The people of Puerto Rico — who are, of course, U.S. citizens — have been and remain in very serious trouble. Their economy was already stalled before their debt crisis revealed their unsustainable financial situation. Then, Hurricane Maria led to a humanitarian crisis that persists to this day, and much of the island remains without electricity almost three months after the storm. It is unimaginable that such devastation would go unaddressed in any state in our union.
It will take a three-tiered approach to address a challenge of this magnitude: First, immediate disaster relief, health support and debt forgiveness. Second, a multiyear commitment to rebuild. Third, a long-term growth plan.
Each step is equally vital. Without straightforward, complete debt relief (which should occur in court, as established by recent legislation that created this option), the island will be stuck in the fatal vice grip of this perilous inequality: debt growth>income growth. Without a commitment to rebuild, Puerto Rico will have no economic infrastructure to support the third part of the plan: a growth agenda.
Starting with Step 1, Puerto Rico’s health-care safety net is structured in precisely the wrong way to meet the current crisis. As health-policy expert Edwin Park points out, Medicaid funding is provided through a “highly inadequate block grant — a fixed amount of federal funding that falls well below … actual Medicaid costs.” In the states, the federal government helps pay for Medicaid through match rates based on state per capita income compared to that of the nation. If that fair-minded policy were applied in Puerto Rico, the match rate would be 83 percent.
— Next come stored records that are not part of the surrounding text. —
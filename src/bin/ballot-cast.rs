#![forbid(unsafe_code)]
//! Cast a vote: admission check, proof-of-work seal, persist.

use ballotchain::cli::load_session_from_config;
use clap::Parser;
use colored::*;

#[derive(Parser)]
#[command(name = "ballot-cast", about = "Cast a vote in the current election")]
struct Args {
    /// Voter id as registered on the roster
    voter_id: String,
    /// Candidate id to vote for
    candidate_id: String,
}

fn main() -> Result<(), Box<dyn std::error::Error>> {
    env_logger::init();
    let args = Args::parse();

    let (config, mut session) = load_session_from_config()?;
    println!("{}", session.info().title.bright_cyan().bold());

    match session.cast_vote(&args.voter_id, &args.candidate_id)? {
        true => {
            let block = session.ledger().latest_block();
            println!("{}", "✅ Vote sealed into the chain".green().bold());
            println!("   block #{}  hash {}", block.index, block.hash.dimmed());
        }
        false => {
            println!(
                "{}",
                format!("❌ {} has already voted", args.voter_id).red().bold()
            );
            std::process::exit(1);
        }
    }

    session.roster().save(std::path::Path::new(&config.roster.path))?;
    Ok(())
}
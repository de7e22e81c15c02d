// core.rs splits responsibilities into submodules for easier maintenance.
pub mod chain;
pub mod tally;
pub mod validation;

pub use chain::*;
#![forbid(unsafe_code)]
//! Show the current tally per candidate and the leading candidate.

use ballotchain::cli::load_session_from_config;
use clap::Parser;
use colored::*;
use comfy_table::presets::UTF8_FULL;
use comfy_table::{Attribute, Cell, ContentArrangement, Table};

#[derive(Parser)]
#[command(name = "ballot-results", about = "Show election results")]
struct Args {}

fn main() -> Result<(), Box<dyn std::error::Error>> {
    env_logger::init();
    let _args = Args::parse();

    let (_config, session) = load_session_from_config()?;
    println!("{}", session.info().title.bright_cyan().bold());
    println!();

    let mut table = Table::new();
    table
        .load_preset(UTF8_FULL)
        .set_content_arrangement(ContentArrangement::Dynamic)
        .set_header(vec![
            Cell::new("Candidate").add_attribute(Attribute::Bold),
            Cell::new("Position").add_attribute(Attribute::Bold),
            Cell::new("Votes").add_attribute(Attribute::Bold),
        ]);

    for tally in session.results() {
        // Every tally row comes from a registered candidate.
        if let Some(candidate) = session.roster().candidate(&tally.candidate_id) {
            table.add_row(vec![
                Cell::new(&candidate.name),
                Cell::new(&candidate.position),
                Cell::new(tally.votes),
            ]);
        }
    }
    println!("{table}");

    println!(
        "\n{} sealed votes across {} blocks",
        session.ledger().total_votes(),
        session.ledger().len()
    );

    if let Some(winner) = session.winner() {
        println!(
            "{}",
            format!("🏆 Leading: {} ({})", winner.name, winner.position)
                .yellow()
                .bold()
        );
    } else {
        println!("{}", "No candidates registered".dimmed());
    }

    Ok(())
}
// Thin re-export module: implementation is in `ledger/core.rs` to allow
// progressive decomposition of ledger responsibilities (chain management,
// validation, tallying).

pub mod core;
pub use core::*;
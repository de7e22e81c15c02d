//! Storage collaborators for the voting ledger
//!
//! The ledger core never touches storage itself; the vote-casting workflow
//! hands a serialized chain to one of these backends after each state
//! change. Loaded chains are trusted as-is; `Ledger::is_valid` catches any
//! tampering introduced while the chain was at rest.

use crate::error::LedgerError;
use crate::ledger::{Block, Ledger, DEFAULT_DIFFICULTY};
use crate::vote::VoteData;
use rusqlite::{params, Connection};
use std::sync::{Arc, Mutex};

/// Abstraction over persistence backends. Implementations save and reload
/// the whole chain; `load_ledger` returns `None` when nothing has been
/// stored yet.
pub trait Persistence: Send + Sync {
    fn save_ledger(&self, ledger: &Ledger) -> Result<(), LedgerError>;
    fn load_ledger(&self) -> Result<Option<Ledger>, LedgerError>;
}

pub struct Database {
    conn: Mutex<Connection>,
}

impl Database {
    pub fn open(path: &str) -> Result<Self, LedgerError> {
        let conn = Connection::open(path)
            .map_err(|e| LedgerError::DatabaseError(format!("Failed to open database: {}", e)))?;

        conn.execute(
            "CREATE TABLE IF NOT EXISTS blocks (
                idx INTEGER PRIMARY KEY,
                timestamp INTEGER NOT NULL,
                voter_id TEXT NOT NULL,
                candidate_id TEXT NOT NULL,
                vote_timestamp INTEGER NOT NULL,
                previous_hash TEXT NOT NULL,
                hash TEXT NOT NULL,
                nonce INTEGER NOT NULL
            )",
            [],
        )
        .map_err(|e| LedgerError::DatabaseError(format!("Failed to create blocks table: {}", e)))?;

        conn.execute(
            "CREATE TABLE IF NOT EXISTS metadata (
                key TEXT PRIMARY KEY,
                value TEXT NOT NULL
            )",
            [],
        )
        .map_err(|e| {
            LedgerError::DatabaseError(format!("Failed to create metadata table: {}", e))
        })?;

        Ok(Database {
            conn: Mutex::new(conn),
        })
    }

    fn lock(&self) -> Result<std::sync::MutexGuard<'_, Connection>, LedgerError> {
        self.conn
            .lock()
            .map_err(|_| LedgerError::DatabaseError("Mutex poisoned".to_string()))
    }
}

impl Persistence for Database {
    /// Saves the chain and its difficulty atomically in one transaction.
    fn save_ledger(&self, ledger: &Ledger) -> Result<(), LedgerError> {
        let conn_guard = self.lock()?;
        let tx = conn_guard.unchecked_transaction().map_err(|e| {
            LedgerError::DatabaseError(format!("Failed to start transaction: {}", e))
        })?;

        // The stored chain is replaced wholesale; rows from a longer,
        // previously stored chain must not survive into the next load.
        tx.execute("DELETE FROM blocks", [])
            .map_err(|e| LedgerError::DatabaseError(format!("Failed to clear blocks: {}", e)))?;

        for block in ledger.blocks() {
            tx.execute(
                "INSERT OR REPLACE INTO blocks
                 (idx, timestamp, voter_id, candidate_id, vote_timestamp, previous_hash, hash, nonce)
                 VALUES (?1, ?2, ?3, ?4, ?5, ?6, ?7, ?8)",
                params![
                    block.index as i64,
                    block.timestamp,
                    block.vote.voter_id,
                    block.vote.candidate_id,
                    block.vote.timestamp,
                    block.previous_hash,
                    block.hash,
                    block.nonce as i64,
                ],
            )
            .map_err(|e| LedgerError::DatabaseError(format!("Failed to save block: {}", e)))?;
        }

        tx.execute(
            "INSERT OR REPLACE INTO metadata (key, value) VALUES ('difficulty', ?1)",
            params![ledger.difficulty().to_string()],
        )
        .map_err(|e| LedgerError::DatabaseError(format!("Failed to save difficulty: {}", e)))?;

        tx.commit().map_err(|e| {
            LedgerError::DatabaseError(format!("Failed to commit transaction: {}", e))
        })?;

        Ok(())
    }

    fn load_ledger(&self) -> Result<Option<Ledger>, LedgerError> {
        let conn_guard = self.lock()?;
        let mut stmt = conn_guard
            .prepare(
                "SELECT idx, timestamp, voter_id, candidate_id, vote_timestamp, previous_hash, hash, nonce
                 FROM blocks ORDER BY idx ASC",
            )
            .map_err(|e| LedgerError::DatabaseError(format!("Failed to prepare query: {}", e)))?;

        let blocks_iter = stmt
            .query_map([], |row| {
                let index: i64 = row.get(0)?;
                let nonce: i64 = row.get(7)?;
                Ok(Block {
                    index: index as u64,
                    timestamp: row.get(1)?,
                    vote: VoteData {
                        voter_id: row.get(2)?,
                        candidate_id: row.get(3)?,
                        timestamp: row.get(4)?,
                    },
                    previous_hash: row.get(5)?,
                    hash: row.get(6)?,
                    nonce: nonce as u64,
                })
            })
            .map_err(|e| LedgerError::DatabaseError(format!("Failed to query blocks: {}", e)))?;

        let mut blocks = Vec::new();
        for block_result in blocks_iter {
            blocks.push(
                block_result
                    .map_err(|e| LedgerError::DatabaseError(format!("Failed to load block: {}", e)))?,
            );
        }

        if blocks.is_empty() {
            return Ok(None);
        }

        let difficulty: usize = conn_guard
            .query_row(
                "SELECT value FROM metadata WHERE key = 'difficulty'",
                [],
                |row| {
                    let val: String = row.get(0)?;
                    Ok(val.parse::<usize>().unwrap_or(DEFAULT_DIFFICULTY))
                },
            )
            .unwrap_or(DEFAULT_DIFFICULTY);

        Ok(Some(Ledger::from_blocks(blocks, difficulty)?))
    }
}

/// Simple in-memory persistence holding one serialized snapshot of the
/// chain, useful for tests and ephemeral runs.
#[derive(Clone, Default)]
pub struct InMemoryStore {
    chain: Arc<Mutex<Option<String>>>,
}

impl InMemoryStore {
    pub fn new() -> Self {
        Self::default()
    }
}

impl Persistence for InMemoryStore {
    fn save_ledger(&self, ledger: &Ledger) -> Result<(), LedgerError> {
        let mut slot = self
            .chain
            .lock()
            .map_err(|_| LedgerError::DatabaseError("Mutex poisoned".to_string()))?;
        *slot = Some(ledger.serialize()?);
        Ok(())
    }

    fn load_ledger(&self) -> Result<Option<Ledger>, LedgerError> {
        let slot = self
            .chain
            .lock()
            .map_err(|_| LedgerError::DatabaseError("Mutex poisoned".to_string()))?;
        slot.as_deref().map(Ledger::deserialize).transpose()
    }
}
Instead, it’s fixed at 55 percent; any spending above that level falls to Puerto Rico itself, an unsustainable policy even before Maria.
The island gets added funding for Medicaid through the Affordable Care Act, but those resources are also just about used up. Park warns that “without any additional funding … Puerto Rico will likely have to remove up to 900,000 people from Medicaid (more than half of its total enrollment).” A timely vehicle for this support would be the continuing budget resolution on which the Congress is actively working to keep the government running, but early reports suggest there’s far too little support for Puerto Rico’s Medicaid program in the bill, and no increase in the match rate, which should definitely be set at 100 percent for now.
Regarding Step 2, given the severe damage to their electrical grid, roads, businesses, hospitals and housing, disaster relief is also urgently needed. In the spirit of viewing a crisis as an opportunity, a detailed, multiyear plan to renovate the island’s infrastructure could help trigger economic activity and jobs. For this step, while outside resources, including labor, will be necessary, it is essential that Puerto Ricans themselves have a chance to contribute to repairing their homeland.
The politicians overseeing these efforts must recognize how counterproductive the imposition of any fiscal austerity, program cuts or complicated debt resolution arrangements are on the future of the island. These measures can only exacerbate the ongoing out-migration of Puerto Rico’s working-age population, as they tend to be more mobile than retirees. Not only does such out-migration foreclose any growth prospects, it assures that citizens who can’t access safety-net programs on the island will simply get them on the mainland. There are thus no cost-savings here, just shortsighted punishment meted out for past misdeeds and for the sin of being in the path of a vicious storm.
In terms of Step 3, a growth agenda, we cannot know at this point what sectors might grow in the future, though we can know that growth is conditional on Steps 1 and 2 (immediate relief and a longer-term rebuild). Compared to other islands in the Caribbean, Puerto Rico hosts too little travel and tourism. Its share of employment in these sectors is 2 percent (the same as Cuba’s) compared to 27 percent in the Bahamas and 8 percent in Jamaica, suggesting some opportunity to tap in that space. It’s a good example of how any future opportunity is dependent on what happens next to meet current challenges.
While I admit that setting up commissions is what you do when you don’t know what else to do, this idea for a growth commission from the smart and seasoned Puerto Rican think tank Center for a New Economy (CNE) is a good one. CNE has long observed and critiqued Puerto Rico’s descent into over-indebtedness, negative growth and poor governance. Unlike outsiders tasked with figuring out the island’s fate, it has a strong presence and street cred on the ground. Its ideas for identifying sectoral opportunities, developing human capital and energy resources, and reforming the fiscal system are exactly the right place to start.
Meeting the challenges faced by Puerto Rico are uniquely difficult. The formula we’re trying to solve here is a debt crisis plus a weather disaster minus a previously healthy growing economy. Moreover, when a country goes through a process like this, it often has an automatic relief valve: currency devaluation supporting exports. Of course, that’s not the case here.
Instead, the three-step process I’ve described is one that demands a level of political focus and intention that almost certainly goes beyond the capacity of our current Congress. Add to the island’s problems that the people are going through all of this during a period of political dysfunction. Still, there is a path forward; this is not insolvable. We have the way. The question is: Do we have the will?